5.7. Surface Characteristics
Cell–scaffold surface interaction plays the main role in cell attachment, proliferation, and tissue regeneration [200]. It is an essential factor that governs cell response. Cells tend to attach to hydrophilic surfaces rather than hydrophobic surfaces [201]. The presence of collagen type I provides suitable wettability (hydrophilicity) as the collagen molecule consists of hydrocarbon chains and hydrophilic functional groups [202]. It could be detected via water contact angle measurement. Lowering the contact angle demonstrated a more hydrophilic surface [203]. A contact angle >90° indicates the perfect wettability surface for the collagen type I surface with a good hydrophilicity property.
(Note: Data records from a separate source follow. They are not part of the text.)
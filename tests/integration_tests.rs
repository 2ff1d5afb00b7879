//! Integration tests for the moon-transit-validator binary

use std::fs;
use std::process::{Command, Output};

use tempfile::TempDir;

const SITES: [&str; 7] = [
    "Sudbury, MA",
    "Miami, FL",
    "Anchorage, AK",
    "Seattle, WA",
    "Denver, CO",
    "Phoenix, AZ",
    "New York, NY",
];

/// Run the binary in `dir` with a clean MOONTRANSIT_* environment.
fn run_in(dir: &TempDir, envs: &[(&str, &str)]) -> Output {
    let mut command = Command::new(env!("CARGO_BIN_EXE_moon-transit-validator"));
    command.current_dir(dir.path()).env_remove("RUST_LOG");
    for (key, _) in std::env::vars() {
        if key.starts_with("MOONTRANSIT_") {
            command.env_remove(key);
        }
    }
    command.envs(envs.iter().copied());
    command.output().expect("Failed to execute binary")
}

fn tested_sites(stdout: &str) -> Vec<&str> {
    stdout
        .lines()
        .filter_map(|line| line.strip_prefix("Testing: "))
        .collect()
}

fn summary_lines(stdout: &str) -> Vec<&str> {
    stdout
        .lines()
        .skip_while(|line| *line != "Summary")
        .filter(|line| line.contains(" Transit: "))
        .collect()
}

/// Without an astrotimes executable every site still appears and the exit code is 0
#[test]
fn test_missing_executable_still_reports_all_sites() {
    let dir = TempDir::new().unwrap();
    let output = run_in(&dir, &[("MOONTRANSIT_ASTROTIMES__PROGRAM", "/nonexistent/astrotimes")]);

    assert!(output.status.success());
    let stdout = String::from_utf8_lossy(&output.stdout);
    assert!(stdout.starts_with(&format!("{}\nMoon Transit Validation vs USNO\nDate: ", "=".repeat(70))));
    assert_eq!(tested_sites(&stdout), SITES);

    let summary = summary_lines(&stdout);
    assert_eq!(summary.len(), 7);
    for (line, site) in summary.iter().zip(SITES) {
        assert!(line.starts_with(site));
        assert!(line.ends_with("Transit: None"));
    }
    assert_eq!(stdout.matches("  Astrotimes error: failed to start").count(), 7);
    assert!(stdout.ends_with(
        "Next step: Manually verify against USNO Moon Position calculator\nhttps://aa.usno.navy.mil/data/MoonPosition\n"
    ));
}

/// A config file can point at a stand-in executable
#[cfg(unix)]
#[test]
fn test_configured_stand_in_executable() {
    let dir = TempDir::new().unwrap();
    fs::write(
        dir.path().join("moon-transit.toml"),
        r#"
[astrotimes]
program = "sh"
args = ["-c", "echo 'Moonrise 17:20:00'; echo '23:45:01 Moon transit'", "astrotimes"]
"#,
    )
    .unwrap();

    let output = run_in(&dir, &[]);

    assert!(output.status.success());
    let stdout = String::from_utf8_lossy(&output.stdout);
    assert_eq!(tested_sites(&stdout), SITES);
    assert_eq!(stdout.matches("  Astrotimes transit: 23:45:01").count(), 7);
    assert!(summary_lines(&stdout).iter().all(|line| line.ends_with("Transit: 23:45:01")));
    assert!(!stdout.contains("No transit found"));
}

/// An invalid config file is reported on stderr and the defaults are used
#[test]
fn test_invalid_config_falls_back_to_defaults() {
    let dir = TempDir::new().unwrap();
    fs::write(
        dir.path().join("moon-transit.toml"),
        "[logging]\nlevel = \"loud\"\n",
    )
    .unwrap();

    let output = run_in(&dir, &[]);

    assert!(output.status.success());
    let stdout = String::from_utf8_lossy(&output.stdout);
    let stderr = String::from_utf8_lossy(&output.stderr);
    assert!(stderr.contains("ignoring configuration"), "stderr: {stderr}");
    // Default program path is relative to the working directory, which has no astrotimes
    assert_eq!(tested_sites(&stdout), SITES);
    assert_eq!(summary_lines(&stdout).len(), 7);
}

/// Coordinates and the manual-check block are printed per site
#[test]
fn test_manual_verification_block() {
    let dir = TempDir::new().unwrap();
    let output = run_in(&dir, &[("MOONTRANSIT_ASTROTIMES__PROGRAM", "/nonexistent/astrotimes")]);

    let stdout = String::from_utf8_lossy(&output.stdout);
    assert!(stdout.contains("  Coordinates: 61.2181, -149.9003\n"));
    assert!(stdout.contains("    Lat: 40.7128, Lon: -74.0060, Date: "));
    assert_eq!(stdout.matches("  USNO: Please check manually at:").count(), 7);
}

/// The report never needs the USNO settings, so bad ones are not a config failure
#[test]
fn test_out_of_range_usno_settings_do_not_reset_config() {
    let dir = TempDir::new().unwrap();
    let output = run_in(
        &dir,
        &[
            ("MOONTRANSIT_ASTROTIMES__PROGRAM", "/nonexistent/astrotimes"),
            ("MOONTRANSIT_USNO__TIMEOUT_SECONDS", "500"),
            ("MOONTRANSIT_USNO__BASE_URL", "aa.usno.navy.mil"),
        ],
    );

    assert!(output.status.success());
    let stdout = String::from_utf8_lossy(&output.stdout);
    let stderr = String::from_utf8_lossy(&output.stderr);
    assert!(!stderr.contains("ignoring configuration"), "stderr: {stderr}");
    // The configured program is still in effect
    assert_eq!(stdout.matches("  Astrotimes error: failed to start /nonexistent/astrotimes").count(), 7);
}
Generally, the contact angle will be measured at different times to obtain an average value. In this scenario, a high degree of contact angle <90° indicates a low level of the hydrophilic and wettability properties of the scaffold. Meanwhile, the contact angle can be modified using a crosslinking agent such as tannic acid. This is because increasing the concentration of a crosslinking agent will increase the degree of the contact angle by decreasing the hydrophilic property [204]. From here, it can be speculated that the crosslinking agent and porosity greatly affect the degree of the contact angle of collagen type I.
Measurement of the water contact angle (WCA) on acid-soluble collagen (ASC) and pepsin-soluble collagen (PSC) from a collagen type I derivative of red stingray shows significantly different results. This is because the WCA for ASC was 100.3° ± 2.31° with a contact angle of 30.67° ± 1.89°, while for PSC, it was 94.96° ± 0.59°, with a contact angle of 42.00° ± 1.14°. The results indicate that both are hydrophobic (>90°) due to the presence of amino acid and pepsin residues in the collagen [119].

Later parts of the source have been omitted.